Exercise materials:
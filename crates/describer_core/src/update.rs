use crate::{missing_descriptions, DialogState, Effect, Msg, Notice};

/// Pure update function: applies a message to state and returns any effects.
pub fn update(mut state: DialogState, msg: Msg) -> (DialogState, Vec<Effect>) {
    let effects = match msg {
        Msg::DialogOpened => {
            // Re-seeding the draft happens only on the closed -> open edge.
            if !state.is_open() {
                state.open();
            }
            Vec::new()
        }
        Msg::CancelClicked => {
            // A running batch keeps going; only the draft is discarded.
            if state.is_open() {
                state.close();
            }
            Vec::new()
        }
        Msg::FieldEdited(field) => {
            if state.is_open() {
                state.set_field(field);
            }
            Vec::new()
        }
        Msg::SaveClicked => {
            if state.is_open() {
                let config = state.commit_draft();
                state.close();
                vec![Effect::SaveConfig(config)]
            } else {
                Vec::new()
            }
        }
        Msg::GenerateClicked => {
            if state.is_open() && !state.is_processing() {
                request_generate(&mut state);
            }
            Vec::new()
        }
        Msg::GenerateConfirmed => match state.take_confirmation() {
            Some(_) if !state.is_processing() => {
                // Recount: the owner may have replaced links while the prompt was up.
                let total = missing_descriptions(state.links()).len();
                if total == 0 {
                    state.show_notice(Notice::NothingToGenerate);
                    Vec::new()
                } else {
                    let batch_id = state.begin_batch(total);
                    vec![Effect::StartBatch {
                        batch_id,
                        config: state.draft().clone(),
                        links: state.links().to_vec(),
                    }]
                }
            }
            _ => Vec::new(),
        },
        Msg::GenerateDeclined => {
            state.take_confirmation();
            Vec::new()
        }
        Msg::NoticeDismissed => {
            state.dismiss_notice();
            Vec::new()
        }
        Msg::StopClicked => {
            if state.is_processing() {
                state.end_processing();
                vec![Effect::StopBatch]
            } else {
                Vec::new()
            }
        }
        // Runner events from a superseded run are dropped.
        Msg::BatchProgressed { batch_id, progress } => {
            if state.is_current_batch(batch_id) {
                state.set_progress(progress);
            }
            Vec::new()
        }
        Msg::LinksPublished { batch_id, links } => {
            if state.is_current_batch(batch_id) {
                state.replace_links(links);
            }
            Vec::new()
        }
        Msg::LinksReplaced(links) => {
            state.replace_links(links);
            Vec::new()
        }
        Msg::BatchFinished { batch_id } => {
            if state.is_current_batch(batch_id) {
                state.end_processing();
            }
            Vec::new()
        }
        Msg::ConfigLoaded(config) => {
            state.load_config(config);
            Vec::new()
        }
        Msg::Tick | Msg::NoOp => Vec::new(),
    };

    (state, effects)
}

fn request_generate(state: &mut DialogState) {
    if !state.draft().has_api_key() {
        state.show_notice(Notice::MissingApiKey);
        return;
    }
    let count = missing_descriptions(state.links()).len();
    if count == 0 {
        state.show_notice(Notice::NothingToGenerate);
        return;
    }
    state.ask_confirmation(count);
}
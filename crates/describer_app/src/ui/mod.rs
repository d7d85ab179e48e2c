pub(crate) mod prompt;
pub(crate) mod render;
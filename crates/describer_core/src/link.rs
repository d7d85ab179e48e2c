pub type LinkId = u64;

#[derive(Debug, Clone, PartialEq, Eq)]
pub struct LinkItem {
    pub id: LinkId,
    pub title: String,
    pub url: String,
    pub description: Option<String>,
}

impl LinkItem {
    pub fn new(id: LinkId, title: impl Into<String>, url: impl Into<String>) -> Self {
        Self {
            id,
            title: title.into(),
            url: url.into(),
            description: None,
        }
    }

    pub fn with_description(mut self, description: impl Into<String>) -> Self {
        self.description = Some(description.into());
        self
    }
}

/// A blank description counts as missing.
pub fn needs_description(link: &LinkItem) -> bool {
    link.description
        .as_deref()
        .map_or(true, |text| text.trim().is_empty())
}

/// Links lacking a description, in collection order.
pub fn missing_descriptions(links: &[LinkItem]) -> Vec<&LinkItem> {
    links.iter().filter(|link| needs_description(link)).collect()
}
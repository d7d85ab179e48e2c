use std::fs;
use std::io::{self, Write};
use std::path::{Path, PathBuf};

use tempfile::NamedTempFile;
use thiserror::Error;

#[derive(Debug, Error)]
pub enum PersistError {
    #[error("data directory missing or not writable: {0}")]
    DataDir(String),
    #[error("io error: {0}")]
    Io(#[from] io::Error),
}

/// Writes whole files under one directory via temp file + rename, so a reader
/// never sees a half-written link list or config.
#[derive(Debug, Clone)]
pub struct AtomicFileWriter {
    dir: PathBuf,
}

impl AtomicFileWriter {
    pub fn new(dir: PathBuf) -> Self {
        Self { dir }
    }

    pub fn dir(&self) -> &Path {
        &self.dir
    }

    /// Creates the directory on first use.
    pub fn write(&self, filename: &str, content: &str) -> Result<PathBuf, PersistError> {
        self.ensure_dir()?;

        let target = self.dir.join(filename);
        let mut tmp = NamedTempFile::new_in(&self.dir)?;
        tmp.write_all(content.as_bytes())?;
        tmp.flush()?;
        tmp.as_file_mut().sync_all()?;

        tmp.persist(&target).map_err(|e| PersistError::Io(e.error))?;
        Ok(target)
    }

    fn ensure_dir(&self) -> Result<(), PersistError> {
        match fs::metadata(&self.dir) {
            Ok(meta) if meta.is_dir() => Ok(()),
            Ok(_) => Err(PersistError::DataDir("path is not a directory".into())),
            Err(err) if err.kind() == io::ErrorKind::NotFound => fs::create_dir_all(&self.dir)
                .map_err(|e| PersistError::DataDir(e.to_string())),
            Err(err) => Err(PersistError::DataDir(err.to_string())),
        }
    }

    /// Reads `{dir}/{filename}`; a missing file is `Ok(None)`.
    pub fn read(&self, filename: &str) -> Result<Option<String>, PersistError> {
        match fs::read_to_string(self.dir.join(filename)) {
            Ok(text) => Ok(Some(text)),
            Err(err) if err.kind() == io::ErrorKind::NotFound => Ok(None),
            Err(err) => Err(PersistError::Io(err)),
        }
    }
}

Task details:
The lines to return are those in the material above that hold "prompt".

Output below:
                // Recount: the owner may have replaced links while the prompt was up.
pub(crate) mod prompt;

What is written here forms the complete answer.